About Aaron J. Tilton
Aaron is President, CEO and Chairman of the Board of Blue Castle Holdings, Inc. the parent corporation of Power Block Coin, LLC. Blue Castle Holdings formed Power Block Coin, LLC in response to the growing demand for electricity in the cryptocurrency mining market in 2017. Power Block Coin also responded to the cryptocurrency market demand for loans by becoming a non-bank lender in 2018.
After founding Blue Castle Holdings, Aaron has overseen the acquisition, development of all assets and political strategies for the developments of a new two-unit nuclear power plant project.
Previous to founding Blue Castle Holdings he developed and negotiated offtake and power purchase agreements with municipal and investor owned utilities throughout the Southwest for two new power projects in the region. Aaron advised a venture capital firm on state regulatory matters for a first of a kind online pharmacy that utilized an online medical consultation. He has broad experience in pharmacy automation software and hardware solutions.

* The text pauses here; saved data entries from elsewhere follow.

// crates/tm_residency/src/wgpu_backend.rs

//! wgpu 设备后端实现
//!
//! 基于 wgpu 提供跨平台的真实设备内存（Vulkan/Metal/DX12/WebGPU）。
//! 每次分配对应一个独立的 `wgpu::Buffer`，后端用一个碰撞分配的
//! 64 位虚拟地址空间为它们编址，使引擎看到的设备指针支持区间
//! 内部偏移（别名推送需要）。
//!
//! wgpu 的拷贝原语要求偏移与长度按 [`wgpu::COPY_BUFFER_ALIGNMENT`]
//! 对齐。长度不足时经填充的暂存数据补齐（缓冲区按对齐尺寸分配，
//! 补齐不会越界）；偏移不对齐则报错。

use std::collections::BTreeMap;

use log::{info, trace};
use wgpu::{
    Adapter, Device, DeviceDescriptor, Features, Instance, InstanceDescriptor, Limits,
    PowerPreference, Queue, RequestAdapterOptions,
};

use crate::backend::{CopyKind, DeviceBackend, DeviceMode};
use crate::error::{ResidencyError, ResidencyResult};
use tm_foundation::error::TmError;
use tm_foundation::ptr::{DevicePtr, HostPtr};

/// 拷贝对齐（字节）
const COPY_ALIGN: u64 = wgpu::COPY_BUFFER_ALIGNMENT;

/// wgpu 设备后端
pub struct WgpuBackend {
    /// wgpu 实例
    instance: Instance,
    /// GPU 适配器
    adapter: Adapter,
    /// GPU 设备
    device: Device,
    /// 命令队列
    queue: Queue,
    /// 当前内存模式（运行时可切换）
    mode: DeviceMode,
    /// 下一个分配的虚拟设备地址
    next_addr: u64,
    /// 虚拟基址 → GPU 缓冲区
    buffers: BTreeMap<u64, wgpu::Buffer>,
    /// 当前已分配字节数（含对齐补齐）
    allocated: usize,
}

impl WgpuBackend {
    /// 异步创建 wgpu 后端
    ///
    /// 返回 `Ok(None)` 表示没有可用的 GPU。初始为待命模式。
    pub async fn new_async() -> Result<Option<Self>, ResidencyError> {
        Self::new_with_preference_async(PowerPreference::HighPerformance).await
    }

    /// 使用指定的电源偏好异步创建
    pub async fn new_with_preference_async(
        power_preference: PowerPreference,
    ) -> Result<Option<Self>, ResidencyError> {
        let instance = Instance::new(InstanceDescriptor {
            backends: wgpu::Backends::all(),
            ..Default::default()
        });

        let adapter = match instance
            .request_adapter(&RequestAdapterOptions {
                power_preference,
                compatible_surface: None,
                force_fallback_adapter: false,
            })
            .await
        {
            Some(adapter) => adapter,
            None => return Ok(None),
        };

        let adapter_info = adapter.get_info();
        info!(
            "Found GPU adapter: {} ({:?})",
            adapter_info.name, adapter_info.backend
        );

        let (device, queue) = adapter
            .request_device(
                &DeviceDescriptor {
                    label: Some("TideMem Device"),
                    required_features: Features::empty(),
                    required_limits: Limits::downlevel_defaults(),
                    memory_hints: Default::default(),
                },
                None,
            )
            .await
            .map_err(|e| ResidencyError::DeviceCreation(e.to_string()))?;

        Ok(Some(Self {
            instance,
            adapter,
            device,
            queue,
            mode: DeviceMode::Standby,
            // 地址 0 不分配，保留作无效地址
            next_addr: COPY_ALIGN,
            buffers: BTreeMap::new(),
            allocated: 0,
        }))
    }

    /// 同步创建 wgpu 后端（阻塞调用）
    pub fn new() -> Result<Option<Self>, ResidencyError> {
        pollster::block_on(Self::new_async())
    }

    /// 切换内存模式
    pub fn set_mode(&mut self, mode: DeviceMode) {
        if mode != self.mode {
            trace!("wgpu backend mode: {} -> {}", self.mode, mode);
            self.mode = mode;
        }
    }

    /// 获取 wgpu 实例引用
    pub fn instance(&self) -> &Instance {
        &self.instance
    }

    /// 获取 wgpu 适配器引用
    pub fn adapter(&self) -> &Adapter {
        &self.adapter
    }

    /// 获取 wgpu 设备引用
    pub fn device(&self) -> &Device {
        &self.device
    }

    /// 获取 wgpu 队列引用
    pub fn queue(&self) -> &Queue {
        &self.queue
    }

    /// 当前已分配字节数
    pub fn allocated_bytes(&self) -> usize {
        self.allocated
    }

    /// 当前分配的缓冲区数
    pub fn buffer_count(&self) -> usize {
        self.buffers.len()
    }

    /// 长度按拷贝对齐向上取整
    fn padded(bytes: usize) -> u64 {
        (bytes as u64).div_ceil(COPY_ALIGN) * COPY_ALIGN
    }

    /// 把设备地址解析为（虚拟基址，缓冲区内偏移）
    fn buffer_for(&self, ptr: DevicePtr, bytes: usize) -> ResidencyResult<(u64, u64)> {
        let addr = ptr.addr();
        let (base, buffer) = self
            .buffers
            .range(..=addr)
            .next_back()
            .ok_or(ResidencyError::InvalidDevicePointer { ptr })?;
        let offset = addr - base;
        if offset >= buffer.size() {
            return Err(ResidencyError::InvalidDevicePointer { ptr });
        }
        if offset + Self::padded(bytes) > buffer.size() {
            return Err(ResidencyError::DeviceRangeOutOfBounds { ptr, bytes });
        }
        if offset % COPY_ALIGN != 0 {
            return Err(TmError::invalid_input(format!(
                "device offset 0x{:x} not aligned to {} bytes",
                offset, COPY_ALIGN
            ))
            .into());
        }
        Ok((*base, offset))
    }

    /// 创建暂存缓冲区用于数据读回
    fn create_staging_buffer(&self, size: u64) -> wgpu::Buffer {
        self.device.create_buffer(&wgpu::BufferDescriptor {
            label: Some("staging_buffer"),
            size,
            usage: wgpu::BufferUsages::MAP_READ | wgpu::BufferUsages::COPY_DST,
            mapped_at_creation: false,
        })
    }
}

impl DeviceBackend for WgpuBackend {
    fn name(&self) -> &'static str {
        "wgpu"
    }

    fn mode(&self) -> DeviceMode {
        self.mode
    }

    fn alloc(&mut self, bytes: usize) -> ResidencyResult<DevicePtr> {
        debug_assert!(bytes > 0, "alloc of zero bytes");
        let size = Self::padded(bytes);
        let buffer = self.device.create_buffer(&wgpu::BufferDescriptor {
            label: Some("residency_mirror"),
            size,
            usage: wgpu::BufferUsages::STORAGE
                | wgpu::BufferUsages::COPY_SRC
                | wgpu::BufferUsages::COPY_DST,
            mapped_at_creation: false,
        });
        let addr = self.next_addr;
        self.next_addr += size;
        self.allocated += size as usize;
        self.buffers.insert(addr, buffer);
        trace!("wgpu alloc: {} bytes at d:0x{:x}", bytes, addr);
        Ok(DevicePtr::from_addr(addr))
    }

    fn release(&mut self, ptr: DevicePtr) -> ResidencyResult<()> {
        let buffer = self
            .buffers
            .remove(&ptr.addr())
            .ok_or(ResidencyError::InvalidDevicePointer { ptr })?;
        self.allocated = self.allocated.saturating_sub(buffer.size() as usize);
        buffer.destroy();
        trace!("wgpu release: {} bytes at {}", buffer.size(), ptr);
        Ok(())
    }

    fn copy_to_device(
        &mut self,
        dst: DevicePtr,
        src: HostPtr,
        bytes: usize,
    ) -> ResidencyResult<()> {
        let (base, offset) = self.buffer_for(dst, bytes)?;
        let buffer = &self.buffers[&base];
        // 安全性：注册契约保证 src 起 bytes 字节在记录生命期内有效可读
        let host = unsafe { std::slice::from_raw_parts(src.as_raw(), bytes) };
        if bytes as u64 % COPY_ALIGN == 0 {
            self.queue.write_buffer(buffer, offset, host);
        } else {
            // 尾部补零到对齐长度；缓冲区按对齐尺寸分配，不会越界
            let mut staged = vec![0u8; Self::padded(bytes) as usize];
            staged[..bytes].copy_from_slice(host);
            self.queue.write_buffer(buffer, offset, &staged);
        }
        Ok(())
    }

    fn copy_to_host(&mut self, dst: HostPtr, src: DevicePtr, bytes: usize) -> ResidencyResult<()> {
        let (base, offset) = self.buffer_for(src, bytes)?;
        let buffer = &self.buffers[&base];
        let size = Self::padded(bytes);
        let staging = self.create_staging_buffer(size);

        let mut encoder = self
            .device
            .create_command_encoder(&wgpu::CommandEncoderDescriptor {
                label: Some("copy_to_host"),
            });
        encoder.copy_buffer_to_buffer(buffer, offset, &staging, 0, size);
        self.queue.submit(std::iter::once(encoder.finish()));

        let slice = staging.slice(..);
        let (sender, receiver) = std::sync::mpsc::channel();
        slice.map_async(wgpu::MapMode::Read, move |result| {
            let _ = sender.send(result);
        });
        self.device.poll(wgpu::Maintain::Wait);
        receiver
            .recv()
            .map_err(|_| TmError::internal("staging buffer map callback dropped"))?
            .map_err(|e| TmError::runtime(format!("buffer map failed: {e}")))?;

        let data = slice.get_mapped_range();
        // 安全性：注册契约保证 dst 起 bytes 字节有效可写
        unsafe {
            std::ptr::copy_nonoverlapping(data.as_ptr(), dst.as_raw_mut(), bytes);
        }
        drop(data);
        staging.unmap();
        Ok(())
    }

    fn copy_on_device(
        &mut self,
        dst: DevicePtr,
        src: DevicePtr,
        bytes: usize,
        kind: CopyKind,
    ) -> ResidencyResult<()> {
        let (src_base, src_offset) = self.buffer_for(src, bytes)?;
        let (dst_base, dst_offset) = self.buffer_for(dst, bytes)?;
        let size = Self::padded(bytes);

        let mut encoder = self
            .device
            .create_command_encoder(&wgpu::CommandEncoderDescriptor {
                label: Some("copy_on_device"),
            });
        encoder.copy_buffer_to_buffer(
            &self.buffers[&src_base],
            src_offset,
            &self.buffers[&dst_base],
            dst_offset,
            size,
        );
        self.queue.submit(std::iter::once(encoder.finish()));
        if !kind.is_async() {
            self.device.poll(wgpu::Maintain::Wait);
        }
        Ok(())
    }

    fn synchronize(&mut self) -> ResidencyResult<()> {
        self.device.poll(wgpu::Maintain::Wait);
        Ok(())
    }
}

Aaron is a former Utah State Representative, having originally been appointed to the seat by Governor Walker when it was prematurely vacated. He was formally elected to the position in 2004, and again re-elected in 2006. Aaron served on the following committees,
- House Public Utilities and Technology Committee (Vice Chair)
- House Retirement and Independent Entities Committee (Vice Chair)
- Public Education Appropriations Subcommittee
- Interim Revenue and Taxation Committee
- Health and Human Services Appropriations Subcommittee
Aaron is a Utah native where he lives with his family. He is active in his church and loves to ride Motocross with his son.